__ACTIVITY__.
Please reproduce the data in full, exactly as it stands.

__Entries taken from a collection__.
□ □ □ □ □

//! Hints: cribs first, then random reveals.

use cribsheet_cipher::{Cipher, tokens};
use rand::seq::IndexedRandom;
use rand::{Rng, SeedableRng};
use rand_chacha::ChaCha12Rng;
use serde::{Deserialize, Serialize};
use sha2::{Digest, Sha256};

use crate::oracle::Oracle;
use crate::{Puzzle, ScoringConfig, UnitId, choose_crib, domains, second_crib};

/// Outcome of a hint request.
#[derive(Serialize, Deserialize, Debug, Clone, PartialEq, Eq)]
#[serde(tag = "type", content = "value", rename_all = "snake_case")]
pub enum HintEvent {
    /// Text to show the learner, such as a crib.
    Text(String),
    /// Units whose correct values were written into the answer.
    Revealed(Vec<UnitId>),
    /// Nothing left to reveal.
    Exhausted,
}

/// Returns a random number generator seeded by hashing `seed`, so that a
/// sequence of hints can be reproduced.
pub fn hint_rng(seed: &str) -> ChaCha12Rng {
    let digest = Sha256::digest(seed.as_bytes());
    ChaCha12Rng::from_seed(digest.into())
}

impl Puzzle {
    /// Returns a copy with the next hint applied, along with what the hint
    /// was.
    ///
    /// Hints go through these tiers, skipping any that do not apply:
    ///
    /// 1. Baconian binary type, or checkerboard keys
    /// 2. crib
    /// 3. second crib (complete columnar only)
    /// 4. random reveal
    ///
    /// Cryptarithms go straight to random reveals. A random reveal picks a
    /// unit that is neither hinted nor already correct, writes its correct
    /// value into the answer, and marks it hinted. For ciphers made of symbol
    /// groups, every position sharing the group is revealed together.
    #[must_use]
    pub fn apply_hint<R: Rng + ?Sized>(&self, rng: &mut R, config: &ScoringConfig) -> (Self, HintEvent) {
        let mut ret = self.clone();
        if self.submitted {
            return (ret, HintEvent::Exhausted);
        }
        ret.hint_progress.requests += 1;
        let event = ret.next_hint(rng, config);
        log::debug!("hint #{} on {} puzzle: {event:?}", ret.hint_progress.requests, ret.kind());
        (ret, event)
    }

    fn next_hint<R: Rng + ?Sized>(&mut self, rng: &mut R, config: &ScoringConfig) -> HintEvent {
        if matches!(self.cipher, Cipher::Cryptarithm { .. }) {
            return self.reveal(rng, config);
        }

        match &self.cipher {
            Cipher::Baconian {
                binary_type: Some(binary_type),
            } if !self.hint_progress.binary_type_shown && !binary_type.trim().is_empty() => {
                let text = format!("Binary Type: {}", binary_type.trim());
                self.hint_progress.binary_type_shown = true;
                return HintEvent::Text(text);
            }

            Cipher::Checkerboard {
                row_key,
                col_key,
                polybius_key,
                uses_ij,
            } if !self.hint_progress.keys_shown && !row_key.is_empty() && !col_key.is_empty() => {
                let mut text = format!("Row key: {row_key}. Column key: {col_key}. Polybius key: {polybius_key}.");
                if *uses_ij {
                    text += " I/J combined.";
                }
                self.hint_progress.keys_shown = true;
                return HintEvent::Text(text);
            }

            _ => (),
        }

        if !self.hint_progress.crib_shown
            && let Some(crib) = choose_crib(self)
        {
            self.hint_progress.crib_shown = true;
            return HintEvent::Text(format!("Crib: {crib}"));
        }

        if matches!(self.cipher, Cipher::CompleteColumnar { .. })
            && !self.hint_progress.second_crib_shown
            && let Some(crib) = second_crib(self)
        {
            self.hint_progress.second_crib_shown = true;
            return HintEvent::Text(format!("Second Crib: {crib}"));
        }

        self.reveal(rng, config)
    }

    /// Returns the units that a random reveal may pick.
    pub(crate) fn reveal_candidates(&self, config: &ScoringConfig) -> Vec<UnitId> {
        let oracle = Oracle::new(self);
        domains(self, config)
            .into_iter()
            // The Hill matrix is never revealed.
            .filter(|domain| domain.label != "matrix")
            .flat_map(|domain| domain.units)
            .filter(|unit| !self.hinted.contains(unit))
            .filter(|&unit| !self.answer.get(unit).is_some_and(|v| oracle.check(unit, v)))
            .filter(|&unit| oracle.expected(unit).is_some())
            .collect()
    }

    fn reveal<R: Rng + ?Sized>(&mut self, rng: &mut R, config: &ScoringConfig) -> HintEvent {
        let candidates = self.reveal_candidates(config);
        let Some(&target) = candidates.choose(rng) else {
            return HintEvent::Exhausted;
        };

        let oracle = Oracle::new(self);
        let values = self
            .reveal_group(target)
            .into_iter()
            .filter(|unit| !self.hinted.contains(unit))
            .filter_map(|unit| Some((unit, oracle.solution(unit)?)))
            .collect::<Vec<_>>();

        let mut revealed = vec![];
        for (unit, value) in values {
            self.answer.set(unit, &value);
            self.hinted.insert(unit);
            revealed.push(unit);
        }
        HintEvent::Revealed(revealed)
    }

    /// Returns every unit that shares a symbol group with `target`, including
    /// `target` itself.
    fn reveal_group(&self, target: UnitId) -> Vec<UnitId> {
        let UnitId::Position(i) = target else {
            return vec![target];
        };
        let group_tokens = match &self.cipher {
            Cipher::Baconian { .. } => tokens::baconian_groups(&self.ciphertext),
            Cipher::Checkerboard { .. } => tokens::checkerboard_tokens(&self.ciphertext),
            Cipher::Cryptarithm { groups } => tokens::cryptarithm_cells(groups)
                .into_iter()
                .map(|(digit, _)| digit)
                .collect(),
            _ => return vec![target],
        };
        let Some(token) = group_tokens.get(i) else {
            return vec![target];
        };
        group_tokens
            .iter()
            .enumerate()
            .filter(|(_, t)| *t == token)
            .map(|(j, _)| UnitId::Position(j))
            .collect()
    }
}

□ □ □ □ □

__OUTPUT__.
//! Hints: cribs first, then random reveals.

use cribsheet_cipher::{Cipher, tokens};
use rand::seq::IndexedRandom;
use rand::{Rng, SeedableRng};
use rand_chacha::ChaCha12Rng;
use serde::{Deserialize, Serialize};
use sha2::{Digest, Sha256};

use crate::oracle::Oracle;
use crate::{Puzzle, ScoringConfig, UnitId, choose_crib, domains, second_crib};

/// Outcome of a hint request.
#[derive(Serialize, Deserialize, Debug, Clone, PartialEq, Eq)]
#[serde(tag = "type", content = "value", rename_all = "snake_case")]
pub enum HintEvent {
    /// Text to show the learner, such as a crib.
    Text(String),
    /// Units whose correct values were written into the answer.
    Revealed(Vec<UnitId>),
    /// Nothing left to reveal.
    Exhausted,
}

/// Returns a random number generator seeded by hashing `seed`, so that a
/// sequence of hints can be reproduced.
pub fn hint_rng(seed: &str) -> ChaCha12Rng {
    let digest = Sha256::digest(seed.as_bytes());
    ChaCha12Rng::from_seed(digest.into())
}

impl Puzzle {
    /// Returns a copy with the next hint applied, along with what the hint
    /// was.
    ///
    /// Hints go through these tiers, skipping any that do not apply:
    ///
    /// 1. Baconian binary type, or checkerboard keys
    /// 2. crib
    /// 3. second crib (complete columnar only)
    /// 4. random reveal
    ///
    /// Cryptarithms go straight to random reveals. A random reveal picks a
    /// unit that is neither hinted nor already correct, writes its correct
    /// value into the answer, and marks it hinted. For ciphers made of symbol
    /// groups, every position sharing the group is revealed together.
    #[must_use]
    pub fn apply_hint<R: Rng + ?Sized>(&self, rng: &mut R, config: &ScoringConfig) -> (Self, HintEvent) {
        let mut ret = self.clone();
        if self.submitted {
            return (ret, HintEvent::Exhausted);
        }
        ret.hint_progress.requests += 1;
        let event = ret.next_hint(rng, config);
        log::debug!("hint #{} on {} puzzle: {event:?}", ret.hint_progress.requests, ret.kind());
        (ret, event)
    }

    fn next_hint<R: Rng + ?Sized>(&mut self, rng: &mut R, config: &ScoringConfig) -> HintEvent {
        if matches!(self.cipher, Cipher::Cryptarithm { .. }) {
            return self.reveal(rng, config);
        }

        match &self.cipher {
            Cipher::Baconian {
                binary_type: Some(binary_type),
            } if !self.hint_progress.binary_type_shown && !binary_type.trim().is_empty() => {
                let text = format!("Binary Type: {}", binary_type.trim());
                self.hint_progress.binary_type_shown = true;
                return HintEvent::Text(text);
            }

            Cipher::Checkerboard {
                row_key,
                col_key,
                polybius_key,
                uses_ij,
            } if !self.hint_progress.keys_shown && !row_key.is_empty() && !col_key.is_empty() => {
                let mut text = format!("Row key: {row_key}. Column key: {col_key}. Polybius key: {polybius_key}.");
                if *uses_ij {
                    text += " I/J combined.";
                }
                self.hint_progress.keys_shown = true;
                return HintEvent::Text(text);
            }

            _ => (),
        }

        if !self.hint_progress.crib_shown
            && let Some(crib) = choose_crib(self)
        {
            self.hint_progress.crib_shown = true;
            return HintEvent::Text(format!("Crib: {crib}"));
        }

        if matches!(self.cipher, Cipher::CompleteColumnar { .. })
            && !self.hint_progress.second_crib_shown
            && let Some(crib) = second_crib(self)
        {
            self.hint_progress.second_crib_shown = true;
            return HintEvent::Text(format!("Second Crib: {crib}"));
        }

        self.reveal(rng, config)
    }

    /// Returns the units that a random reveal may pick.
    pub(crate) fn reveal_candidates(&self, config: &ScoringConfig) -> Vec<UnitId> {
        let oracle = Oracle::new(self);
        domains(self, config)
            .into_iter()
            // The Hill matrix is never revealed.
            .filter(|domain| domain.label != "matrix")
            .flat_map(|domain| domain.units)
            .filter(|unit| !self.hinted.contains(unit))
            .filter(|&unit| !self.answer.get(unit).is_some_and(|v| oracle.check(unit, v)))
            .filter(|&unit| oracle.expected(unit).is_some())
            .collect()
    }

    fn reveal<R: Rng + ?Sized>(&mut self, rng: &mut R, config: &ScoringConfig) -> HintEvent {
        let candidates = self.reveal_candidates(config);
        let Some(&target) = candidates.choose(rng) else {
            return HintEvent::Exhausted;
        };

        let oracle = Oracle::new(self);
        let values = self
            .reveal_group(target)
            .into_iter()
            .filter(|unit| !self.hinted.contains(unit))
            .filter_map(|unit| Some((unit, oracle.solution(unit)?)))
            .collect::<Vec<_>>();

        let mut revealed = vec![];
        for (unit, value) in values {
            self.answer.set(unit, &value);
            self.hinted.insert(unit);
            revealed.push(unit);
        }
        HintEvent::Revealed(revealed)
    }

    /// Returns every unit that shares a symbol group with `target`, including
    /// `target` itself.
    fn reveal_group(&self, target: UnitId) -> Vec<UnitId> {
        let UnitId::Position(i) = target else {
            return vec![target];
        };
        let group_tokens = match &self.cipher {
            Cipher::Baconian { .. } => tokens::baconian_groups(&self.ciphertext),
            Cipher::Checkerboard { .. } => tokens::checkerboard_tokens(&self.ciphertext),
            Cipher::Cryptarithm { groups } => tokens::cryptarithm_cells(groups)
                .into_iter()
                .map(|(digit, _)| digit)
                .collect(),
            _ => return vec![target],
        };
        let Some(token) = group_tokens.get(i) else {
            return vec![target];
        };
        group_tokens
            .iter()
            .enumerate()
            .filter(|(_, t)| *t == token)
            .map(|(j, _)| UnitId::Position(j))
            .collect()
    }
}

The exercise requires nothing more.